Гравюра редко может быть закончена в такой степени, чтобы печатнику оставалось лишь передать бумаге то, что сделано гравером; в большинстве случаев художник рассчитывает на улучшение отпечатка путем как бы раскрашивания доски. Когда она покрыта краскою, то, не вытирая дочиста поверхность меди между чертами, куском кожи или пальцем размазывают краску, распределяя и частью снимая ее кисеей для того, чтобы образовать очень тонкий и прозрачный слой краски, связывающий отдельные штрихи и сообщающий эстампу планы, способствующие отделению одних предметов от других в воздушной перспективе. Художник иногда сам слегка раскрашивает тушью первый оттиск своей гравюры для руководства печатнику или по крайней мере присутствует при первых оттисках, делаемых печатником. [Влияние способа печатания на вид эстампа не могло быть показано на таблице "Гравирование", которая есть не что иное, как факсимиле гравюр, полученное посредством цинкотипии, воспроизводящей лишь гравюру чертами. Печатание же настоящих офортов дает им окрашивание поверхностями или планами.] Нередко приходится, независимо от этого, заканчивать гравюру несколькими штрихами иглы, уже не подвергаемыми травлению; это работа сухой иглой (à la pointe seche). Иногда пользуются и обыкновенным резцом или бюренем, чтобы несколькими сильными добавочными чертами придать более характерности первым планам. Подобным образом и граверы резцом обращаются к помощи вытравливания по чертам, намеченным резцом во второстепенных частях гравюры.

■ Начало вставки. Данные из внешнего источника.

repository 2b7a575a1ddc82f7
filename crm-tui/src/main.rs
use std::fs::{self, File};
use std::time::Instant;

use crm_lib::Store;
use crm_tui::{App, AppError, Config, paths, runtime};
use log::{LevelFilter, info};
use simplelog::WriteLogger;

/// Log to `<cache_dir>/latest.log`, keeping older runs. Without a home
/// directory nothing is logged.
fn init_logging(level: LevelFilter) -> Result<(), AppError> {
    paths::rotate_logs();
    let Some(path) = paths::log_file() else {
        return Ok(());
    };
    if let Some(dir) = path.parent() {
        fs::create_dir_all(dir)?;
    }
    let file = File::create(&path)?;
    WriteLogger::init(level, simplelog::Config::default(), file)?;
    Ok(())
}

async fn run() -> Result<(), AppError> {
    let config = Config::load()?;
    init_logging(config.level_filter()?)?;
    info!("crm-tui {} starting", env!("CARGO_PKG_VERSION"));

    let app = App::new(config, Store::seeded(), Instant::now())?;
    runtime::run(app).await
}

#[tokio::main]
async fn main() {
    if let Err(e) = run().await {
        eprintln!("Error: {}", e);
        std::process::exit(1);
    }
}
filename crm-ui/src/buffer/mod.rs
mod buffer;
mod cell;

pub use buffer::Buffer;
pub use cell::Cell;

Гравирование иглой дает эстампу вид рисунка, сделанного пером [гравируют иглой на литографском камне —обыкновенно чертежи], но можно гравюре и эстампу дать вид рисованного карандашом: для этого медную доску покрывают мягким лаком (обыкновенным твердым лаком с примесью свиного сала) и, наложив довольно мягкую же бумагу с рисунком, по его чертам проводят костяною палочкою или жестким карандашом, делая более или менее широкие штрихи. Мягкий лак пристает в этих местах к бумаге и, когда она будет снята, на меди получаются штрихи, которые, будучи вытравлены кислотой и отпечатаны, дают эстамп, подобный карандашному рисунку.

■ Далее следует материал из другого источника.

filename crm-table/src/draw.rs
//! Painting a [`TableView`] into a cell buffer.

use crm_ui::text::align_offset;
use crm_ui::{Buffer, Color, Line, Rect, Style, TextAlign, Theme, Token};

use crate::column::ColumnWidth;
use crate::view::{Body, CellView, EmptyState, HeaderCell, RowView, TableView};

/// Caller-owned interaction state, kept between frames.
#[derive(Debug, Clone, Copy, Default, PartialEq, Eq)]
pub struct DrawState {
    /// Highlighted body row, by data index.
    pub selected: Option<usize>,
    /// Body rows scrolled past the top.
    pub offset: usize,
}

/// What ended up on screen, for mapping mouse input back to rows.
#[derive(Debug, Clone, Default, PartialEq, Eq)]
pub struct DrawnTable {
    /// Screen rect of every activatable row that was painted.
    pub rows: Vec<(usize, Rect)>,
    /// Number of body rows that fit.
    pub viewport_rows: usize,
}

impl DrawnTable {
    /// Data index of the activatable row under `(x, y)`.
    pub fn row_at(&self, x: u16, y: u16) -> Option<usize> {
        self.rows
            .iter()
            .find(|(_, rect)| rect.contains(x, y))
            .map(|(index, _)| *index)
    }
}

const CELL_PADDING: u16 = 1;
const SKELETON: char = '░';

/// Split `available` cells between columns: fixed widths first, then the
/// rest by flex weight. Rounding leftovers go to the last flex column.
pub fn column_widths(header: &[HeaderCell], available: u16) -> Vec<u16> {
    let fixed_total: u16 = header
        .iter()
        .map(|cell| match cell.width {
            ColumnWidth::Fixed(width) => width,
            ColumnWidth::Flex(_) => 0,
        })
        .fold(0u16, u16::saturating_add);
    let remaining = available.saturating_sub(fixed_total) as u32;
    let total_weight: u32 = header
        .iter()
        .map(|cell| match cell.width {
            ColumnWidth::Flex(weight) => weight as u32,
            ColumnWidth::Fixed(_) => 0,
        })
        .sum();

    let mut widths: Vec<u16> = header
        .iter()
        .map(|cell| match cell.width {
            ColumnWidth::Fixed(width) => width,
            ColumnWidth::Flex(weight) if total_weight > 0 => {
                (remaining * weight as u32 / total_weight) as u16
            }
            ColumnWidth::Flex(_) => 0,
        })
        .collect();

    let last_flex = header
        .iter()
        .rposition(|cell| matches!(cell.width, ColumnWidth::Flex(weight) if weight > 0));
    if let Some(last) = last_flex {
        let used: u32 = widths
            .iter()
            .zip(header)
            .filter(|(_, cell)| matches!(cell.width, ColumnWidth::Flex(_)))
            .map(|(width, _)| *width as u32)
            .sum();
        widths[last] += (remaining - used) as u16;
    }

    widths
}

/// Offset that keeps `selected` inside a viewport of `viewport` rows.
pub fn scroll_offset_for(selected: Option<usize>, offset: usize, viewport: usize) -> usize {
    let Some(selected) = selected else {
        return offset;
    };
    if viewport == 0 {
        return selected;
    }
    if selected < offset {
        selected
    } else if selected >= offset + viewport {
        selected + 1 - viewport
    } else {
        offset
    }
}

/// Paint `view` into `area`.
pub fn draw(view: &TableView, buf: &mut Buffer, area: Rect, theme: &Theme, state: &DrawState) -> DrawnTable {
    buf.fill(area, Color::token(Token::Surface), theme);
    let mut area = area;

    if let Some(caption) = &view.caption {
        let (line, rest) = area.split_top(1);
        buf.write_str(
            line.x + CELL_PADDING,
            line.y,
            caption,
            Style::new().foreground(Color::token(Token::Heading)).bold(),
            line.width.saturating_sub(CELL_PADDING * 2),
            theme,
        );
        area = rest;
    }

    match &view.body {
        Body::Empty(empty) => {
            draw_empty(empty, buf, area, theme);
            DrawnTable::default()
        }
        Body::Loading { header, rows } | Body::Populated { header, rows } => {
            draw_grid(view, header, rows, buf, area, theme, state)
        }
    }
}

fn draw_grid(
    view: &TableView,
    header: &[HeaderCell],
    rows: &[RowView],
    buf: &mut Buffer,
    area: Rect,
    theme: &Theme,
    state: &DrawState,
) -> DrawnTable {
    let widths = column_widths(header, area.width);
    let mut area = area;

    if !header.is_empty() {
        let (line, rest) = area.split_top(1);
        buf.fill(line, Color::token(Token::HeaderBg), theme);
        let style = Style::new().foreground(Color::token(Token::HeaderText)).bold();
        let mut x = line.x;
        for (cell, width) in header.iter().zip(&widths) {
            let label = Line::styled(cell.label.as_str(), style);
            draw_cell(buf, Rect::new(x, line.y, *width, 1), &label, cell.align, theme);
            x = x.saturating_add(*width);
        }
        area = rest;

        if view.style.borders {
            let (line, rest) = area.split_top(1);
            buf.fill_char(line, '─', Style::new().foreground(Color::token(Token::Border)), theme);
            area = rest;
        }
    }

    let viewport_rows = area.height as usize;
    let mut drawn = DrawnTable {
        rows: Vec::new(),
        viewport_rows,
    };

    for (slot, row) in rows.iter().skip(state.offset).take(viewport_rows).enumerate() {
        let line = area.row(slot as u16);
        let background = if !view.is_loading() && state.selected == Some(row.index) {
            Token::Selected
        } else if view.style.striped && row.index % 2 == 1 {
            Token::Background
        } else {
            Token::Surface
        };
        buf.fill(line, Color::token(background), theme);

        let mut x = line.x;
        for ((cell, width), column) in row.cells.iter().zip(&widths).zip(header) {
            let rect = Rect::new(x, line.y, *width, 1);
            match cell {
                CellView::Skeleton => {
                    let inner = rect.shrink(0, CELL_PADDING, 0, CELL_PADDING);
                    buf.fill_char(inner, SKELETON, Style::new().foreground(Color::token(Token::Border)), theme);
                }
                CellView::Content(content) => {
                    let content = content
                        .clone()
                        .patch_style(Style::new().foreground(Color::token(Token::Text)));
                    draw_cell(buf, rect, &content, column.align, theme);
                }
            }
            x = x.saturating_add(*width);
        }

        if row.activatable {
            drawn.rows.push((row.index, line));
        }
    }

    drawn
}

fn draw_cell(buf: &mut Buffer, rect: Rect, content: &Line, align: TextAlign, theme: &Theme) {
    let inner = rect.shrink(0, CELL_PADDING, 0, CELL_PADDING);
    if inner.is_empty() {
        return;
    }
    let fitted = content.truncate(inner.width as usize);
    let offset = align_offset(fitted.width(), inner.width as usize, align) as u16;
    buf.write_line(inner.x + offset, inner.y, &fitted, inner.width - offset, theme);
}

fn draw_empty(empty: &EmptyState, buf: &mut Buffer, area: Rect, theme: &Theme) {
    let width = area.width.min(64);
    let height = area.height.min(7);
    if width < 4 || height < 3 {
        return;
    }
    let x = area.x + (area.width - width) / 2;
    let y = area.y + (area.height - height) / 2;
    let frame = Rect::new(x, y, width, height);

    let border = Style::new().foreground(Color::token(Token::Border));
    buf.fill(frame, Color::token(Token::Background), theme);
    buf.fill_char(Rect::new(x, y, width, 1), '─', border, theme);
    buf.fill_char(Rect::new(x, frame.bottom() - 1, width, 1), '─', border, theme);
    buf.fill_char(Rect::new(x, y, 1, height), '│', border, theme);
    buf.fill_char(Rect::new(frame.right() - 1, y, 1, height), '│', border, theme);
    buf.write_str(x, y, "╭", border, 1, theme);
    buf.write_str(frame.right() - 1, y, "╮", border, 1, theme);
    buf.write_str(x, frame.bottom() - 1, "╰", border, 1, theme);
    buf.write_str(frame.right() - 1, frame.bottom() - 1, "╯", border, 1, theme);

    let mut lines = Vec::new();
    if let Some(icon) = empty.icon {
        lines.push(Line::styled(icon.to_string(), Style::new().foreground(Color::token(Token::Muted))));
    }
    lines.push(
        empty
            .title
            .clone()
            .patch_style(Style::new().foreground(Color::token(Token::Text)).bold()),
    );
    if let Some(message) = &empty.message {
        lines.push(
            message
                .clone()
                .patch_style(Style::new().foreground(Color::token(Token::Muted))),
        );
    }

    let inner = frame.inset(1);
    let top = inner.y + inner.height.saturating_sub(lines.len() as u16) / 2;
    for (i, line) in lines.iter().enumerate().take(inner.height as usize) {
        let fitted = line.truncate(inner.width as usize);
        let offset = align_offset(fitted.width(), inner.width as usize, TextAlign::Center) as u16;
        buf.write_line(inner.x + offset, top + i as u16, &fitted, inner.width - offset, theme);
    }
}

3) В гравюре резцом и офорте светотень предмета изображается условным образом штрихами, между которыми есть светлые промежутки; карандашная манера уже более совершенным образом передает светотень, хотя и тут можно в лупу видеть, что штрихи состоят из крапинок, а не суть сплошные. Рисунок же, сделанный кистью в один тон, еще более приближается к натуре. Г. черной манерой (manière noire), назыв. в Италии и в Англии mezzotinto, удовлетворяет этому требованию. Оно началось в XVII стол. и еще употребляется в нашем столетии (теперь уже редко), достигнув особенного совершенства в Англии. Сущность этого способа состоит в том, что делают поверхность доски шероховатой, так, чтобы по отпечатании с нее получилась ровная черная поверхность. Затем сглаживают стальным инструментом, называемым планиром, шероховатости только частью или вполне на тех местах, которые должны выйти на эстампе более или менее светлыми. Шероховатость сообщают доске посредством гранильника или качалки(berceau). Это есть пластинка, имеющая форму сектора, который имеет ряд насечек по дуге. Нажимая инструмент к доске и покачивая его, таким образом проходят по всей поверхности медной доски сперва параллельно одному из ребер ее, потом делают то же самое по направлению, перпендикулярному первому, и наконец в третий раз — по направлению, наклонному к первым двум. Когда окончен первый тур, проходят по доске во второй раз по тем же трем направлениям; только после того, как такие штрихи будут сделаны раз двадцать по всей доске, поверхность ее готова и доска может перейти к художнику. Светотень по этому способу передается с чрезвычайной постепенностью, но недостаток его заключается в слишком неопределенном очертании предметов, чему только отчасти можно помочь помощью резца. Кроме того, число оттисков с такой доски не может быть велико.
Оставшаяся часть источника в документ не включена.